[About this task]
Look through the material and tally each line bearing the word "Router". Give only the total.

[Extracted material]
=== Section Start ===

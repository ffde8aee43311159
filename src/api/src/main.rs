//! GridPlay API
//!
//! REST API and CLI for race win probabilities, fan battles and telemetry samples.

mod aggregator;
mod battles;
mod cli;
mod config;
mod model;
mod routes;
mod storage;
mod telemetry;
mod types;

use axum::{routing::get, routing::post, Router};
use clap::Parser;
use std::net::SocketAddr;
use std::path::Path;
use std::sync::{Arc, Mutex};
use tower_http::cors::CorsLayer;
use tower_http::trace::TraceLayer;
use tracing_subscriber::{layer::SubscriberExt, util::SubscriberInitExt};

use crate::cli::{Cli, Commands};
use crate::config::AppConfig;
use crate::model::load_oracle;
use crate::routes::AppState;
use crate::storage::BattleRepository;

#[tokio::main]
async fn main() -> anyhow::Result<()> {
    let cli = Cli::parse();

    init_logging();

    match cli.command {
        Commands::Serve { host, port } => run_server(host, port).await,
        Commands::Predict {
            input,
            format,
            model,
            no_model,
        } => cli::run_predict(input, format, model, no_model),
        Commands::Leaderboard { race_id, limit, db } => cli::run_leaderboard(race_id, limit, db),
    }
}

fn init_logging() {
    tracing_subscriber::registry()
        .with(
            tracing_subscriber::EnvFilter::try_from_default_env()
                .unwrap_or_else(|_| "gridplay_api=debug,tower_http=debug".into()),
        )
        .with(tracing_subscriber::fmt::layer().with_writer(std::io::stderr))
        .init();
}

/// Run the API server.
async fn run_server(host: Option<String>, port: Option<u16>) -> anyhow::Result<()> {
    // Load configuration
    let mut config = AppConfig::load()?;

    // Override with CLI args
    if let Some(h) = host {
        config.server.host = h;
    }
    if let Some(p) = port {
        config.server.port = p;
    }

    tracing::info!("Configuration loaded");
    tracing::info!("Battle database: {}", config.storage.db_path);

    let oracle = load_oracle(&config.model);
    let repo = BattleRepository::new(Path::new(&config.storage.db_path))?;

    let state = Arc::new(AppState {
        oracle,
        config: config.clone(),
        repo: Mutex::new(repo),
    });

    let telemetry_routes = Router::new()
        .route("/races", get(routes::races))
        .route("/race/:race_id/drivers", get(routes::drivers))
        .route(
            "/race/:race_id/telemetry/:driver_id",
            get(routes::driver_telemetry),
        );

    let battle_routes = Router::new()
        .route("/submit", post(routes::submit_battle))
        .route("/leaderboard/:race_id", get(routes::leaderboard));

    let app = Router::new()
        .route("/", get(routes::root))
        .route("/health", get(routes::health))
        .route("/model/info", get(routes::model_info))
        .route("/api/predict/post_qualifying", post(routes::post_qualifying))
        .nest("/api/telemetry", telemetry_routes)
        .nest("/api/battles", battle_routes)
        .layer(TraceLayer::new_for_http())
        .layer(CorsLayer::permissive())
        .with_state(state);

    // Start server
    let addr = SocketAddr::new(config.server.host.parse()?, config.server.port);
    tracing::info!("Starting server on {}", addr);

    let listener = tokio::net::TcpListener::bind(addr).await?;
    axum::serve(listener, app).await?;

    Ok(())
}
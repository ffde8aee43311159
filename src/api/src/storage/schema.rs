//! SQLite schema definitions for fan battles
//!
//! Tables:
//! - battles: One row per submitted prediction, with its score

use rusqlite::{Connection, Result};

/// Create all tables in the database
pub fn create_tables(conn: &Connection) -> Result<()> {
    conn.execute(
        r#"
        CREATE TABLE IF NOT EXISTS battles (
            id INTEGER PRIMARY KEY AUTOINCREMENT,
            user_id TEXT NOT NULL,
            race_id TEXT NOT NULL,
            prediction_json TEXT NOT NULL,
            score INTEGER NOT NULL DEFAULT 0,
            created_at TEXT NOT NULL
        )
        "#,
        [],
    )?;

    conn.execute(
        "CREATE INDEX IF NOT EXISTS idx_battles_user ON battles(user_id)",
        [],
    )?;
    conn.execute(
        "CREATE INDEX IF NOT EXISTS idx_battles_race_score ON battles(race_id, score DESC, created_at)",
        [],
    )?;

    Ok(())
}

=== Section End ===

[Exercise result]
4